What a depressing match report to have to write, sat on the coach in the car park at the Britannia Stadium, that soulless testament to footballs total lack of imagination. Considering the stage of the season we have reached and the upcoming fixtures there are precious few nails left to be knocked into this coffin. If only the failures weren't so repetitive.
The match started with a couple of major surprises, Kanu starting up front and Ashdown in for the presumably injured James. Niemi was on the bench, a bone of contention with me as one is a proven premier league keeper and one isn't. We get the one who isn't. Herman Hreidarrson came in at left back and Ben Haim reverted to the right back role.
Pompey started on the front foot, got the ball down and passed it without any real penetration until around the quarter hour mark (I'm on a coach, what do you want from me?) when Dindane knocked the ball forward and tripped over the obligingly trailing leg of a Stoke defender. After a huge delay, Boateng stepped up to take the penalty and passed it straight to the keeper. The first half continued along the same lines, the Stoke fans becoming increasingly frustrated by their inability to carve out any realistic chances. Pompey kept knocking the ball around nicely with some slick passing, Kanu being the centrepiece of our attacking threat with Dindane looking subdued. A few hopeful shots drifted wide from O'Hara, Kaboul and Kanu. Ashdown was a spectator but our failure to score from the only real chance we created was ominous.

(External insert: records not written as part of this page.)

//! Row types for the backend tables: bins, zones, routes, pickups, devices,
//! complaints, and maintenance tickets.
//!
//! Column names follow the backend schema. Every cross reference is a loose
//! foreign key; nothing here checks that the referenced row exists.

use std::fmt;

use chrono::{DateTime, NaiveDate, NaiveDateTime, Utc};
use serde::de::{self, Deserializer};
use serde::{Deserialize, Serialize, Serializer};
use tracing::debug;

/// Status value marking a bin as in service.
pub const STATUS_ACTIVE: &str = "ACTIVE";
/// Status value marking a complaint or ticket as unresolved.
pub const STATUS_OPEN: &str = "OPEN";

#[derive(Debug, Clone, Copy, PartialEq, Eq, PartialOrd, Ord, Hash, Serialize, Deserialize)]
#[serde(transparent)]
/// Identifier of a bin.
pub struct BinId(pub i64);

#[derive(Debug, Clone, Copy, PartialEq, Eq, PartialOrd, Ord, Hash, Serialize, Deserialize)]
#[serde(transparent)]
/// Identifier of a zone.
pub struct ZoneId(pub i64);

#[derive(Debug, Clone, Copy, PartialEq, Eq, PartialOrd, Ord, Hash, Serialize, Deserialize)]
#[serde(transparent)]
/// Identifier of a route.
pub struct RouteId(pub i64);

macro_rules! display_id {
    ($($name:ident),*) => {
        $(impl fmt::Display for $name {
            fn fmt(&self, formatter: &mut fmt::Formatter<'_>) -> fmt::Result {
                write!(formatter, "{}", self.0)
            }
        })*
    };
}

display_id!(BinId, ZoneId, RouteId);

/// Point in time as stored by the backend.
///
/// Accepts RFC 3339 strings (`timestamptz` columns) as well as zone-less ISO
/// strings and plain dates, which are read as UTC.
#[derive(Debug, Clone, Copy, PartialEq, Eq, PartialOrd, Ord, Hash)]
pub struct Timestamp(pub DateTime<Utc>);

const OFFSET_FORMATS: [&str; 2] = ["%Y-%m-%dT%H:%M:%S%.f%#z", "%Y-%m-%d %H:%M:%S%.f%#z"];
const NAIVE_FORMATS: [&str; 2] = ["%Y-%m-%dT%H:%M:%S%.f", "%Y-%m-%d %H:%M:%S%.f"];

impl Timestamp {
    /// Parse a backend timestamp string.
    #[must_use]
    pub fn parse(raw: &str) -> Option<Self> {
        let raw = raw.trim();
        if let Ok(parsed) = DateTime::parse_from_rfc3339(raw) {
            return Some(Self(parsed.with_timezone(&Utc)));
        }
        if let Some(parsed) = OFFSET_FORMATS
            .iter()
            .find_map(|format| DateTime::parse_from_str(raw, format).ok())
        {
            return Some(Self(parsed.with_timezone(&Utc)));
        }
        if let Some(naive) = NAIVE_FORMATS
            .iter()
            .find_map(|format| NaiveDateTime::parse_from_str(raw, format).ok())
        {
            return Some(Self(naive.and_utc()));
        }
        NaiveDate::parse_from_str(raw, "%Y-%m-%d")
            .ok()
            .and_then(|date| date.and_hms_opt(0, 0, 0))
            .map(|naive| Self(naive.and_utc()))
    }
}

impl From<DateTime<Utc>> for Timestamp {
    fn from(value: DateTime<Utc>) -> Self {
        Self(value)
    }
}

impl fmt::Display for Timestamp {
    fn fmt(&self, formatter: &mut fmt::Formatter<'_>) -> fmt::Result {
        write!(formatter, "{}", self.0.format("%Y-%m-%d %H:%M"))
    }
}

impl Serialize for Timestamp {
    fn serialize<S: Serializer>(&self, serializer: S) -> Result<S::Ok, S::Error> {
        serializer.serialize_str(&self.0.to_rfc3339())
    }
}

impl<'de> Deserialize<'de> for Timestamp {
    fn deserialize<D: Deserializer<'de>>(deserializer: D) -> Result<Self, D::Error> {
        let raw = String::deserialize(deserializer)?;
        Self::parse(&raw).ok_or_else(|| de::Error::custom(format!("invalid timestamp: {raw}")))
    }
}

#[derive(Debug, Clone, PartialEq, Eq)]
/// Planned time of a pickup as stored. Text that is not a timestamp is kept
/// verbatim so it can still be shown, but it never falls inside a time window.
pub enum ScheduledTime {
    /// A readable point in time.
    At(Timestamp),
    /// Stored text that is not a timestamp, e.g. `infinity`.
    Unreadable(String),
}

impl ScheduledTime {
    /// The point in time, if the stored value was readable.
    #[must_use]
    pub fn at(&self) -> Option<Timestamp> {
        match self {
            ScheduledTime::At(at) => Some(*at),
            ScheduledTime::Unreadable(_) => None,
        }
    }
}

impl fmt::Display for ScheduledTime {
    fn fmt(&self, formatter: &mut fmt::Formatter<'_>) -> fmt::Result {
        match self {
            ScheduledTime::At(at) => write!(formatter, "{at}"),
            ScheduledTime::Unreadable(raw) => formatter.write_str(raw),
        }
    }
}

impl Serialize for ScheduledTime {
    fn serialize<S: Serializer>(&self, serializer: S) -> Result<S::Ok, S::Error> {
        match self {
            ScheduledTime::At(at) => at.serialize(serializer),
            ScheduledTime::Unreadable(raw) => serializer.serialize_str(raw),
        }
    }
}

impl<'de> Deserialize<'de> for ScheduledTime {
    fn deserialize<D: Deserializer<'de>>(deserializer: D) -> Result<Self, D::Error> {
        let raw = String::deserialize(deserializer)?;
        Ok(Timestamp::parse(&raw).map_or_else(
            || {
                debug!(%raw, "unreadable scheduled time");
                ScheduledTime::Unreadable(raw)
            },
            ScheduledTime::At,
        ))
    }
}

/// Optional timestamp column; values that do not parse (`infinity`,
/// locale-formatted dates) read as absent instead of failing the row.
fn lenient_timestamp<'de, D: Deserializer<'de>>(
    deserializer: D,
) -> Result<Option<Timestamp>, D::Error> {
    let raw = Option::<String>::deserialize(deserializer)?;
    Ok(raw.and_then(|raw| {
        let parsed = Timestamp::parse(&raw);
        if parsed.is_none() {
            debug!(%raw, "ignoring unparseable timestamp");
        }
        parsed
    }))
}

#[derive(Debug, Clone, PartialEq, Serialize, Deserialize)]
/// Physical waste receptacle.
pub struct Bin {
    /// Unique identifier.
    pub bin_id: BinId,
    /// Waste stream the bin collects, such as `RECYCLE` or `TRASH`.
    #[serde(default)]
    pub bin_type: String,
    /// Service status; `ACTIVE` for bins in service.
    #[serde(default)]
    pub status: String,
    /// Zone the bin is placed in.
    #[serde(default)]
    pub zone_id: Option<ZoneId>,
    /// Latitude in decimal degrees.
    #[serde(default)]
    pub latitude: Option<f64>,
    /// Longitude in decimal degrees.
    #[serde(default)]
    pub longitude: Option<f64>,
}

impl Bin {
    /// Whether the bin is in service.
    #[must_use]
    pub fn is_active(&self) -> bool {
        self.status == STATUS_ACTIVE
    }
}

#[derive(Debug, Clone, PartialEq, Eq, Serialize, Deserialize)]
/// Geographic grouping of bins and routes.
pub struct Zone {
    /// Unique identifier.
    pub zone_id: ZoneId,
    /// Display name.
    #[serde(default)]
    pub name: String,
}

#[derive(Debug, Clone, PartialEq, Serialize, Deserialize)]
/// Scheduled sequence of bin visits.
pub struct Route {
    /// Unique identifier.
    pub route_id: RouteId,
    /// Display name, if the route has one.
    #[serde(default)]
    pub route_name: Option<String>,
    /// Zone served by the route.
    #[serde(default)]
    pub zone_id: Option<ZoneId>,
    /// Free-form list of service days, e.g. `MON,THU`.
    #[serde(default)]
    pub scheduled_days: Option<String>,
    /// Average duration in minutes.
    #[serde(default)]
    pub avg_time_min: Option<f64>,
}

impl Route {
    /// Route name when present and non-empty.
    #[must_use]
    pub fn name(&self) -> Option<&str> {
        self.route_name
            .as_deref()
            .filter(|name| !name.trim().is_empty())
    }
}

#[derive(Debug, Clone, PartialEq, Serialize, Deserialize)]
/// One scheduled or completed visit to a bin along a route.
pub struct RoutePickup {
    /// Unique identifier.
    pub pickup_id: i64,
    /// Visited bin.
    pub bin_id: BinId,
    /// Route the visit belongs to.
    #[serde(default)]
    pub route_id: Option<RouteId>,
    /// Truck assigned to the visit.
    #[serde(default)]
    pub truck_id: Option<i64>,
    /// Visit status.
    #[serde(default)]
    pub status: String,
    /// Planned time of the visit.
    #[serde(default)]
    pub scheduled_time: Option<ScheduledTime>,
    /// Time the visit happened.
    #[serde(default, deserialize_with = "lenient_timestamp")]
    pub actual_time: Option<Timestamp>,
    /// Collected weight in kilograms.
    #[serde(default)]
    pub weight_kg: Option<f64>,
}

#[derive(Debug, Clone, PartialEq, Eq, Serialize, Deserialize)]
/// Sensor attached to a bin.
pub struct Device {
    /// Unique identifier.
    pub device_id: i64,
    /// Hardware serial number.
    #[serde(default)]
    pub device_serial: String,
    /// Device status.
    #[serde(default)]
    pub status: String,
    /// Bin the device is mounted on.
    pub bin_id: BinId,
}

#[derive(Debug, Clone, PartialEq, Eq, Serialize, Deserialize)]
/// Issue report filed by a user against a bin.
pub struct Complaint {
    /// Unique identifier.
    pub complaint_id: i64,
    /// Bin the complaint is about.
    pub bin_id: BinId,
    /// Reporting user.
    #[serde(default)]
    pub user_id: Option<i64>,
    /// Complaint category.
    #[serde(rename = "type", default)]
    pub complaint_type: String,
    /// Free-text description.
    #[serde(default)]
    pub description: String,
    /// Status; `OPEN` until resolved.
    #[serde(default)]
    pub status: String,
    /// Creation time.
    #[serde(default, deserialize_with = "lenient_timestamp")]
    pub created_at: Option<Timestamp>,
}

impl Complaint {
    /// Whether the complaint is unresolved.
    #[must_use]
    pub fn is_open(&self) -> bool {
        self.status == STATUS_OPEN
    }
}

#[derive(Debug, Clone, PartialEq, Eq, Serialize, Deserialize)]
/// Internal work item tied to a bin.
pub struct MaintTicket {
    /// Unique identifier.
    pub ticket_id: i64,
    /// Bin needing maintenance.
    pub bin_id: BinId,
    /// Description of the issue.
    #[serde(default)]
    pub issue_desc: String,
    /// Status; `OPEN` until resolved.
    #[serde(default)]
    pub status: String,
    /// Staff member who filed the ticket.
    #[serde(default)]
    pub created_by: Option<i64>,
    /// Staff member working on the ticket.
    #[serde(default)]
    pub assigned_to: Option<i64>,
    /// Creation time.
    #[serde(default, deserialize_with = "lenient_timestamp")]
    pub created_at: Option<Timestamp>,
}

impl MaintTicket {
    /// Whether the ticket is unresolved.
    #[must_use]
    pub fn is_open(&self) -> bool {
        self.status == STATUS_OPEN
    }
}

#[derive(Debug, Clone, PartialEq, Eq, Serialize)]
/// Insert payload for the `complaints` table.
pub struct NewComplaint {
    /// Bin the complaint is about.
    pub bin_id: BinId,
    /// Reporting user.
    pub user_id: i64,
    /// Complaint category.
    #[serde(rename = "type")]
    pub complaint_type: String,
    /// Free-text description.
    pub description: String,
    /// Initial status.
    pub status: String,
}

#[derive(Debug, Clone, PartialEq, Eq, Serialize)]
/// Insert payload for the `maint_tickets` table.
pub struct NewTicket {
    /// Bin needing maintenance.
    pub bin_id: BinId,
    /// Initial status.
    pub status: String,
    /// Description of the issue.
    pub issue_desc: String,
    /// Staff member filing the ticket.
    pub created_by: i64,
    /// Assignee; serialized as `null` when nobody is assigned.
    pub assigned_to: Option<i64>,
}

#[cfg(test)]
mod tests {
    use chrono::TimeZone;

    use super::*;

    #[test]
    fn timestamp_accepts_backend_formats() {
        let expected = Utc.with_ymd_and_hms(2024, 5, 1, 10, 30, 0).single();
        for raw in [
            "2024-05-01T10:30:00+00:00",
            "2024-05-01T12:30:00+02:00",
            "2024-05-01T10:30:00",
            "2024-05-01 10:30:00",
            "2024-05-01T10:30:00.000",
            "2024-05-01 10:30:00+00",
        ] {
            assert_eq!(
                Timestamp::parse(raw).map(|ts| ts.0),
                expected,
                "failed to parse {raw}"
            );
        }
        assert!(Timestamp::parse("yesterday").is_none(), "free text is rejected");
    }

    #[test]
    fn rows_tolerate_missing_and_extra_columns() {
        let row = serde_json::json!({
            "pickup_id": 7,
            "bin_id": 3,
            "route_id": null,
            "status": "DONE",
            "scheduled_time": "2024-05-01T08:00:00+00:00",
            "extra_column": "ignored"
        });
        let pickup: RoutePickup = serde_json::from_value(row).expect("pickup row");
        assert_eq!(pickup.bin_id, BinId(3));
        assert_eq!(pickup.route_id, None);
        assert_eq!(pickup.truck_id, None);
        assert_eq!(pickup.weight_kg, None);
        assert!(pickup.scheduled_time.is_some(), "timestamp parsed");
    }

    #[test]
    fn unreadable_timestamps_do_not_fail_the_row() {
        for raw in ["05/01/2024", "infinity"] {
            let row = serde_json::json!({
                "pickup_id": 1,
                "bin_id": 1,
                "status": "DONE",
                "scheduled_time": raw,
                "actual_time": raw
            });
            let pickup: RoutePickup = serde_json::from_value(row).expect("row still decodes");
            assert_eq!(
                pickup.scheduled_time,
                Some(ScheduledTime::Unreadable(raw.to_owned()))
            );
            assert_eq!(pickup.actual_time, None, "{raw}");
        }

        let complaint: Complaint = serde_json::from_value(serde_json::json!({
            "complaint_id": 1,
            "bin_id": 1,
            "created_at": "not a date"
        }))
        .expect("complaint still decodes");
        assert_eq!(complaint.created_at, None);
    }

    #[test]
    fn complaint_type_uses_backend_column_name() {
        let row = serde_json::json!({
            "complaint_id": 1,
            "bin_id": 2,
            "user_id": 9,
            "type": "OVERFLOW",
            "description": "full",
            "status": "OPEN"
        });
        let complaint: Complaint = serde_json::from_value(row).expect("complaint row");
        assert_eq!(complaint.complaint_type, "OVERFLOW");
        assert!(complaint.is_open(), "OPEN status");
        assert_eq!(complaint.created_at, None);
    }

    #[test]
    fn new_ticket_serializes_missing_assignee_as_null() {
        let ticket = NewTicket {
            bin_id: BinId(4),
            status: "OPEN".to_owned(),
            issue_desc: "lid broken".to_owned(),
            created_by: 2,
            assigned_to: None,
        };
        let payload = serde_json::to_value(&ticket).expect("payload");
        assert!(payload.get("assigned_to").is_some_and(serde_json::Value::is_null), "explicit null");
        assert_eq!(payload.get("bin_id"), Some(&serde_json::json!(4)));
    }
}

The second half was always likely to begin with a storm of Stoke pressure as I warned the boy. When we kicked off and that storm failed to quickly appear, Pulis reached for the managers elementary book of tactics and hauled off Beattie and Salif Diao to allow Sidibe and some other stripy average player, (cut me some slack, still on the coach...) to replace them. Instantly the changes had an effect as Stoke stepped it right up and the fresh legs revitalised them. Suddenly the ball was raining into our box and we were reduced to the odd isolated break away that came to nothing. Throw-in followed corner, followed by long cross-field balls and you could smell a goal coming even though Ashdown was still not being tested.
Would Hart do something about it and replace the obviously flagging Kanu with Pigeon? Would he be caught in a paroxysm of indecision again? I predicted to the boy that the change would probably follow the ball settling into the back of our net. Again we were treated to the pantomime of indecision as Groves called Pigeon over then sent him back twice after consulting, where Pigeon just stood, looking diconsolate and disdaining even to pretend to warm up. There then followed the usual five minute lecture with a clipboard before he could come on, (frankly if you have that many instructions to give when bringing on a player for 15 minutes you have to ask what preparation goes on prior to games). Eventually, with the ball going dead, the board went up and Dindane was hauled off and on came Pigeon. So we had finally made a tactical change when needed, probably the wrong one, and before Pigeon could even touch the ball it was in our net as a Stoke player ran on to a flick on and curled it past our fourth best professional keeper into the net. I've seen no replays but it struck me that I've seen James and Niemi save those, but I've never seen Ashdown save one.
What was left to do? Fall apart, and Pompey obligingly collapsed into a soggy mass, with Stoke first to every ball. Webber came on for Mullins and spent his short time on the pitch failing to achieve anything of any consequence.
One goalmouth scramble aside where the ancient Kanu, now walking like a geriatric patient whose Zimmer has been nicked, tried desperately to find someone with the remotest striking instincts to lay the ball off to, that was it.
Another desperate defeat, and another triumph for the prize turnips who run our football club. We have some really good players, we are good enough to stay in this division. We can do everything well except win. The mindbogglingly lunatic persistence with a formula that has been tried, tested and found to be an abject failure has probably condemned us to the championship next season. I hope these bumptious, self-satisfied people who have given us so many lectures on their brilliance were here today to see the chasm between the fools paradise they live in and hard reality.